Memphis Wrestling
- Founded: 2003
- Defunct: 2014
- Style: Rasslin'
- Headquarters: Memphis, Tennessee, United States
- Founder: Corey Maclin
- Predecessor: United States Wrestling Association Memphis Championship Wrestling
- Successor: Unofficial: Jerry Lawler's Memphis Wrestling Championship Wrestling from Memphis

= Memphis Wrestling =

American professional wrestling promotion

Memphis Wrestling was an American professional wrestling promotion based in Memphis, Tennessee. Founded in 2003, Memphis Wrestling evolved from an earlier short-lived promotion called Memphis Championship Wrestling.

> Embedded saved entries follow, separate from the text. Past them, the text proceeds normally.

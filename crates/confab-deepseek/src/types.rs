// SPDX-FileCopyrightText: 2026 Confab Contributors
// SPDX-License-Identifier: MIT OR Apache-2.0

//! Wire types for the DeepSeek chat-completions API.

use confab_core::ChatMessage;
use serde::{Deserialize, Serialize};

/// Request body: the fixed model identifier plus the full transcript.
///
/// The model is stateless across calls; it only knows what this transcript
/// carries.
#[derive(Debug, Serialize)]
pub struct ChatRequest<'a> {
    pub model: &'a str,
    pub messages: &'a [ChatMessage],
}

/// Success response body: `{"choices": [{"message": {...}}, ...]}`.
#[derive(Debug, Deserialize)]
pub struct ChatResponse {
    pub choices: Vec<Choice>,
}

#[derive(Debug, Deserialize)]
pub struct Choice {
    pub message: ChoiceMessage,
}

/// The assistant message inside a choice. The role is part of the required
/// wire shape even though only the content is consumed.
#[derive(Debug, Deserialize)]
pub struct ChoiceMessage {
    pub role: String,
    pub content: String,
}

#[cfg(test)]
mod tests {
    use super::*;
    use confab_core::ChatRole;

    #[test]
    fn request_serializes_model_and_messages() {
        let transcript = vec![
            ChatMessage::new(ChatRole::System, "prime"),
            ChatMessage::new(ChatRole::User, "hello"),
        ];
        let request = ChatRequest {
            model: "deepseek-chat",
            messages: &transcript,
        };
        let json = serde_json::to_value(&request).unwrap();
        assert_eq!(
            json,
            serde_json::json!({
                "model": "deepseek-chat",
                "messages": [
                    {"role": "system", "content": "prime"},
                    {"role": "user", "content": "hello"},
                ],
            })
        );
    }

    #[test]
    fn response_without_message_field_fails_to_decode() {
        let body = r#"{"choices":[{"text":"hi"}]}"#;
        assert!(serde_json::from_str::<ChatResponse>(body).is_err());
    }
}
// SPDX-FileCopyrightText: 2026 Confab Contributors
// SPDX-License-Identifier: MIT OR Apache-2.0

//! Configuration model structs for the Confab chat front-end.
//!
//! All structs use `#[serde(deny_unknown_fields)]` to reject unrecognized
//! config keys at startup.

use serde::{Deserialize, Serialize};

/// Top-level Confab configuration.
///
/// Loaded from TOML files following the XDG hierarchy, with environment
/// variable overrides. All sections are optional and default to sensible
/// values.
#[derive(Debug, Clone, Default, Deserialize, Serialize)]
#[serde(deny_unknown_fields)]
pub struct ConfabConfig {
    /// Assistant identity and behavior settings.
    #[serde(default)]
    pub agent: AgentConfig,

    /// DeepSeek API settings.
    #[serde(default)]
    pub deepseek: DeepSeekConfig,
}

/// Assistant identity and behavior configuration.
#[derive(Debug, Clone, Deserialize, Serialize)]
#[serde(deny_unknown_fields)]
pub struct AgentConfig {
    /// Display name of the assistant.
    #[serde(default = "default_agent_name")]
    pub name: String,

    /// Logging level (trace, debug, info, warn, error).
    #[serde(default = "default_log_level")]
    pub log_level: String,

    /// The behavioral prime seeded as the transcript's system entry.
    #[serde(default = "default_system_prompt")]
    pub system_prompt: String,

    /// The assistant turn shown (and seeded into the transcript) at startup.
    #[serde(default = "default_welcome_message")]
    pub welcome_message: String,
}

impl Default for AgentConfig {
    fn default() -> Self {
        Self {
            name: default_agent_name(),
            log_level: default_log_level(),
            system_prompt: default_system_prompt(),
            welcome_message: default_welcome_message(),
        }
    }
}

fn default_agent_name() -> String {
    "confab".to_string()
}

fn default_log_level() -> String {
    "info".to_string()
}

fn default_system_prompt() -> String {
    "You are a helpful and friendly AI assistant.".to_string()
}

fn default_welcome_message() -> String {
    "Hello! Ask me anything.".to_string()
}

/// DeepSeek API configuration.
#[derive(Debug, Clone, Deserialize, Serialize)]
#[serde(deny_unknown_fields)]
pub struct DeepSeekConfig {
    /// Explicit API key. When unset, the client falls back to the
    /// `DEEPSEEK_API_KEY` environment variable.
    #[serde(default)]
    pub api_key: Option<String>,

    /// Model identifier sent on every request.
    #[serde(default = "default_model")]
    pub model: String,
}

impl Default for DeepSeekConfig {
    fn default() -> Self {
        Self {
            api_key: None,
            model: default_model(),
        }
    }
}

fn default_model() -> String {
    "deepseek-chat".to_string()
}
// SPDX-FileCopyrightText: 2026 Confab Contributors
// SPDX-License-Identifier: MIT OR Apache-2.0

//! The pure conversation state machine.
//!
//! [`Conversation`] owns the two authoritative lists: the UI-shaped display
//! messages and the API-shaped transcript. It is synchronous and has no
//! knowledge of the network; the actor layer in [`crate::actor`] drives it
//! and handles async completion.
//!
//! Per-turn lifecycle on the placeholder: `Sending` at submission, then a
//! single in-place resolution to `Sent` (reply) or `Error` (typed failure).
//! Both are terminal. The transcript gains the user entry at submission and
//! the assistant entry only on success; a failed turn never enters the
//! model's context.

use confab_core::{
    Author, ChatMessage, ChatRole, ConfabError, DeliveryStatus, DisplayMessage, Draft, MessageId,
};
use tracing::debug;

/// Fixed text shown on a placeholder while its network call is outstanding.
pub const PLACEHOLDER_TEXT: &str = "awaiting reply";

/// Display-only warning appended at startup when no credential is available.
pub const MISSING_CREDENTIAL_WARNING: &str = "No API key detected. Set the DEEPSEEK_API_KEY \
     environment variable or add deepseek.api_key to confab.toml before sending messages.";

/// The result of accepting a non-empty draft: everything the async layer
/// needs to run the turn and reconcile it later.
#[derive(Debug)]
pub struct Submission {
    /// Identity of the placeholder to reconcile when the call completes.
    pub placeholder: MessageId,
    /// The original draft, carried into `Error` status for a future retry.
    pub draft: Draft,
    /// Transcript snapshot at submission time, including the just-appended
    /// user entry. Later-arriving unrelated turns do not change it.
    pub transcript: Vec<ChatMessage>,
    /// The user message appended by this submission, for event emission.
    pub user_message: DisplayMessage,
    /// The placeholder appended by this submission, for event emission.
    pub placeholder_message: DisplayMessage,
}

/// Owns one display list and one transcript, kept consistent turn by turn.
///
/// Both lists are append-ordered; the only in-place mutation is the
/// text/status update of a placeholder in [`Conversation::resolve`].
#[derive(Debug)]
pub struct Conversation {
    display: Vec<DisplayMessage>,
    transcript: Vec<ChatMessage>,
}

impl Conversation {
    /// Creates a conversation seeded with the behavioral prime and a welcome
    /// assistant turn. The welcome text appears in both lists; the prime
    /// only in the transcript.
    ///
    /// When `backend_configured` is false, a display-only warning is
    /// appended so the user learns up front that sends will fail.
    pub fn new(system_prompt: &str, welcome_text: &str, backend_configured: bool) -> Self {
        let mut display = vec![DisplayMessage::new(
            MessageId::random(),
            Author::Assistant,
            DeliveryStatus::Sent,
            welcome_text,
        )];
        let transcript = vec![
            ChatMessage::new(ChatRole::System, system_prompt),
            ChatMessage::new(ChatRole::Assistant, welcome_text),
        ];

        if !backend_configured {
            display.push(DisplayMessage::new(
                MessageId::random(),
                Author::Assistant,
                DeliveryStatus::Sent,
                MISSING_CREDENTIAL_WARNING,
            ));
        }

        Self { display, transcript }
    }

    /// The live, ordered display message list.
    pub fn messages(&self) -> &[DisplayMessage] {
        &self.display
    }

    /// The API-shaped transcript.
    pub fn transcript(&self) -> &[ChatMessage] {
        &self.transcript
    }

    /// Accepts a draft and moves the turn into its submitted state.
    ///
    /// Empty-after-trim drafts are ignored: no state change, and `None`
    /// tells the caller not to issue a network call. Otherwise the user
    /// message (status `Sent`, id from the draft or freshly generated) and a
    /// `Sending` placeholder are appended atomically, and the user entry
    /// joins the transcript.
    pub fn submit(&mut self, draft: Draft) -> Option<Submission> {
        let text = draft.text.trim();
        if text.is_empty() {
            debug!("ignoring empty draft");
            return None;
        }

        let user_id = draft.id.clone().unwrap_or_else(MessageId::random);
        let user_message =
            DisplayMessage::new(user_id, Author::User, DeliveryStatus::Sent, text);
        self.display.push(user_message.clone());
        self.transcript.push(ChatMessage::new(ChatRole::User, text));

        let placeholder_message = DisplayMessage::new(
            MessageId::random(),
            Author::Assistant,
            DeliveryStatus::Sending,
            PLACEHOLDER_TEXT,
        );
        let placeholder = placeholder_message.id.clone();
        self.display.push(placeholder_message.clone());

        debug!(placeholder = %placeholder.0, "turn submitted");

        Some(Submission {
            placeholder,
            draft,
            transcript: self.transcript.clone(),
            user_message,
            placeholder_message,
        })
    }

    /// Reconciles a completed turn into its placeholder.
    ///
    /// On success the reply joins the transcript and the placeholder becomes
    /// a `Sent` assistant message carrying the reply text. On failure the
    /// placeholder becomes `Error` (retaining the original draft) with a
    /// human-readable description; the transcript is untouched.
    ///
    /// Lookup is by identity; an unknown placeholder is a no-op. Returns the
    /// updated message for event emission.
    pub fn resolve(
        &mut self,
        placeholder: &MessageId,
        draft: Draft,
        outcome: Result<String, ConfabError>,
    ) -> Option<DisplayMessage> {
        let index = self.display.iter().position(|m| &m.id == placeholder)?;
        let existing = &self.display[index];

        // Only text and status change; identity, authorship, timestamp, and
        // metadata are carried over unchanged.
        let updated = match outcome {
            Ok(reply) => {
                self.transcript
                    .push(ChatMessage::new(ChatRole::Assistant, reply.clone()));
                DisplayMessage {
                    id: existing.id.clone(),
                    author: existing.author,
                    status: DeliveryStatus::Sent,
                    created_at: existing.created_at,
                    text: reply,
                    metadata: existing.metadata.clone(),
                }
            }
            Err(error) => {
                debug!(placeholder = %placeholder.0, error = %error, "turn failed");
                DisplayMessage {
                    id: existing.id.clone(),
                    author: existing.author,
                    status: DeliveryStatus::Error(draft),
                    created_at: existing.created_at,
                    text: format!("failed: {error}"),
                    metadata: existing.metadata.clone(),
                }
            }
        };

        self.display[index] = updated.clone();
        Some(updated)
    }
}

The promotion became defunct in 2014.

==Television==
The Memphis Wrestling in-studio television show, Memphis Wrestling: Home of Rhythm and Bruise, was broadcast weekly on WLMT-TV CW30 Memphis, the Memphis, Tennessee affiliate of The CW Television Network, and was produced in the WLMT studio. It was originally broadcast every Saturday morning at 11 AM CT, beginning on May 17, 2003. In 2006, due to numerous conflicts with other Saturday morning broadcasting commitments, such as college football, the weekly broadcast moved to 10 PM CT and was renamed Memphis Wrestling Prime Time. The promotion also aired internationally on the Fight Network in Europe, while also airing on the Fight Network in Canada.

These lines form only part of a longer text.